WORK REQUIRED: Search term "rewrites": copy each line of the data containing it.

[Saved entries]
====

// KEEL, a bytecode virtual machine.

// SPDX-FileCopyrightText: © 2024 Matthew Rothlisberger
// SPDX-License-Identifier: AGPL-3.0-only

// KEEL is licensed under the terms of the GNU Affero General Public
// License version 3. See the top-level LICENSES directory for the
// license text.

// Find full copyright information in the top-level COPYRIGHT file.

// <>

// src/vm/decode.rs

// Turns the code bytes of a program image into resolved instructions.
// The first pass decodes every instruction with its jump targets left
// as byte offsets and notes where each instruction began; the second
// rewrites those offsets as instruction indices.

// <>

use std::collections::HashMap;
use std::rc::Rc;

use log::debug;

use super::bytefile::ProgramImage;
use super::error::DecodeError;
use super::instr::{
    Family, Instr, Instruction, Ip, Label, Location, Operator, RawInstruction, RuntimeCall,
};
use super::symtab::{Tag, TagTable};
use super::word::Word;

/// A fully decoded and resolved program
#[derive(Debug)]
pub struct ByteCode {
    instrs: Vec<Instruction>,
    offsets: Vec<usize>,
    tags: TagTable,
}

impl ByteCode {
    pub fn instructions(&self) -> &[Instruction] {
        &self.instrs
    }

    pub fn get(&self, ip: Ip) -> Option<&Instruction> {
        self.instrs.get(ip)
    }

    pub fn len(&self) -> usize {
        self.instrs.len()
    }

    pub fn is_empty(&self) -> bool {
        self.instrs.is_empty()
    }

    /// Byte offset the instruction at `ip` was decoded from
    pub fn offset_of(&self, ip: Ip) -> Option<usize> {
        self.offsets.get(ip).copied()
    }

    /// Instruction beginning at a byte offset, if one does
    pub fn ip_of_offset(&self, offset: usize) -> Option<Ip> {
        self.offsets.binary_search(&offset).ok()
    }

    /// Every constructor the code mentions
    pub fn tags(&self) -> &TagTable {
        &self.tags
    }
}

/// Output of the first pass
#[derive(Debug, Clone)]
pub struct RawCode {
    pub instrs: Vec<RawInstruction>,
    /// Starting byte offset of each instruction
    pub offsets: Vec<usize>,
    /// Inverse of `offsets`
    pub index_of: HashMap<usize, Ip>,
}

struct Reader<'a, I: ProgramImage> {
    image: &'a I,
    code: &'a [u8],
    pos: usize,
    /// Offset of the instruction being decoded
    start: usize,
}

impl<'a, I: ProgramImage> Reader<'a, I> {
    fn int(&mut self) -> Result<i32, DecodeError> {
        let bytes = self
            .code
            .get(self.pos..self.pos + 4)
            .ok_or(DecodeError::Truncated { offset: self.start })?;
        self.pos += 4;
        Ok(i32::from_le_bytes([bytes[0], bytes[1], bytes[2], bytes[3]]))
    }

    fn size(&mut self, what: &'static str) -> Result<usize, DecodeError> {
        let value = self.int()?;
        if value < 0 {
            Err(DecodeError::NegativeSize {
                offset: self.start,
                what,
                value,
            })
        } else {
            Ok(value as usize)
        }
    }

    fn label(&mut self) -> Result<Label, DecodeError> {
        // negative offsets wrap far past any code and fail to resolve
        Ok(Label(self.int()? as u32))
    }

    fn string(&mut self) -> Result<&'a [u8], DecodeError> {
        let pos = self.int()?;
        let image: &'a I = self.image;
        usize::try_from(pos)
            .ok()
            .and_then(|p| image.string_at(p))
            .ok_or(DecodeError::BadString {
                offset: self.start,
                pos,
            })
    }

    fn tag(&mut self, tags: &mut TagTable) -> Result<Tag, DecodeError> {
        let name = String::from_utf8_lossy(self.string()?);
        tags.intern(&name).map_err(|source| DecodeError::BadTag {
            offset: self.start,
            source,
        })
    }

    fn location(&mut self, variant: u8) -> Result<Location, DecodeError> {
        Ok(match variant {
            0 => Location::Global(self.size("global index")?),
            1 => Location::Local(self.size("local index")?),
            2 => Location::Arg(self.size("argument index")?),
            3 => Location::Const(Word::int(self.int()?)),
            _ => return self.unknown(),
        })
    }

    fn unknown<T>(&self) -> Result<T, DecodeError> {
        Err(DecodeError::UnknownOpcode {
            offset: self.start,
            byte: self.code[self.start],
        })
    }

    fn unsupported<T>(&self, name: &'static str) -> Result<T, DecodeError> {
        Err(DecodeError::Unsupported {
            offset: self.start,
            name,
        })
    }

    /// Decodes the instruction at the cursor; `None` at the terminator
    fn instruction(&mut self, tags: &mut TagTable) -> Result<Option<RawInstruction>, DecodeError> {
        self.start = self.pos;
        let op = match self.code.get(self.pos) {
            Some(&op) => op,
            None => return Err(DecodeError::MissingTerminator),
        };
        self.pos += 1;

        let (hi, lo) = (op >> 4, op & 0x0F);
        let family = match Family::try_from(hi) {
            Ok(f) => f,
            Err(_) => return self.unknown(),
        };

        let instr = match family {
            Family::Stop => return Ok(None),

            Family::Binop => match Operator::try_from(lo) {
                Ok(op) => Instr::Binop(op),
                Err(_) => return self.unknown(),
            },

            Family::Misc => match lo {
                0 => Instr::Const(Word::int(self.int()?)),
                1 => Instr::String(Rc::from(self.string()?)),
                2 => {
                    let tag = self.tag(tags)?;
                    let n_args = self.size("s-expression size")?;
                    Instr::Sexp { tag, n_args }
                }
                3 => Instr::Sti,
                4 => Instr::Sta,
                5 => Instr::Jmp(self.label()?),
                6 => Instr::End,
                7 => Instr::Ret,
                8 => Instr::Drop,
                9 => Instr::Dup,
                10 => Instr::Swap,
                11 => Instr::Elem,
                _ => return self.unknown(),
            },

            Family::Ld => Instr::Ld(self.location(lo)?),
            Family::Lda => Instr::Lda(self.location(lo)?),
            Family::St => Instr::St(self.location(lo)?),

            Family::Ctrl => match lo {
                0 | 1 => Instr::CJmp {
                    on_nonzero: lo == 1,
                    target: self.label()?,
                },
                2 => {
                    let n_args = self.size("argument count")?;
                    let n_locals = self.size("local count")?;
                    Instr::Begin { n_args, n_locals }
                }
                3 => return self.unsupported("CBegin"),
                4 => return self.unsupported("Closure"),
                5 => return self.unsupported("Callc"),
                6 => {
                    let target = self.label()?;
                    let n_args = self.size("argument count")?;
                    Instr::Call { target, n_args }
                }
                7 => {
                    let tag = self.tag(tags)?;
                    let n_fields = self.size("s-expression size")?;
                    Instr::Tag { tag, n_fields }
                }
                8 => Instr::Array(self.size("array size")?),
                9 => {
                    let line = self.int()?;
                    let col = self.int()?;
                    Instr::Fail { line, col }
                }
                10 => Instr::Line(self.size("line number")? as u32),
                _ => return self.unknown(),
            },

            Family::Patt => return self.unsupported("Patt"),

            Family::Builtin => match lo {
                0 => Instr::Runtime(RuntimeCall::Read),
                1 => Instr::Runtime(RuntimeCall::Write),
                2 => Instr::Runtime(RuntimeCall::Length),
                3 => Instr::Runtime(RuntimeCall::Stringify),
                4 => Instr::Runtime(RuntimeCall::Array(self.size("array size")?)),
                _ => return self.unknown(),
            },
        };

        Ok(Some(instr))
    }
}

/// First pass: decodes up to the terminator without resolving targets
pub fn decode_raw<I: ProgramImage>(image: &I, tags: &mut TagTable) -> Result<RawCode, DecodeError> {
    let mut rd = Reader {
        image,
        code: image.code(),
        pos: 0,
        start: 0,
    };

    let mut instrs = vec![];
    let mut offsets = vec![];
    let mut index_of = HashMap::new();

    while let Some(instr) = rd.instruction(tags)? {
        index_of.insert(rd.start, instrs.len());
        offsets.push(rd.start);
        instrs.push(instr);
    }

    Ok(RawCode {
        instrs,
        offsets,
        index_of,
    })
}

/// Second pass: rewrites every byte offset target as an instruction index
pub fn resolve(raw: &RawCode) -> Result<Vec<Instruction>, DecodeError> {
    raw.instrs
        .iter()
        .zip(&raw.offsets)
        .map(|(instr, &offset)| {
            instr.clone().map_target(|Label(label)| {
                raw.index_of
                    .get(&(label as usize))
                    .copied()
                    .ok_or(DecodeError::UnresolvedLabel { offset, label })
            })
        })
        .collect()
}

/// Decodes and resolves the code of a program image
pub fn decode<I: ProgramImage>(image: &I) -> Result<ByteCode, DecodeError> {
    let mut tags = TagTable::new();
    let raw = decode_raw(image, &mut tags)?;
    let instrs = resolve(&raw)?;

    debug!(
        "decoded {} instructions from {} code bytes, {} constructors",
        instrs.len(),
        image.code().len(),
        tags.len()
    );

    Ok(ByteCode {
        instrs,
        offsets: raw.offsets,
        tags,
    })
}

====

RESULT OF THIS EXERCISE:
// rewrites those offsets as instruction indices.
/// Second pass: rewrites every byte offset target as an instruction index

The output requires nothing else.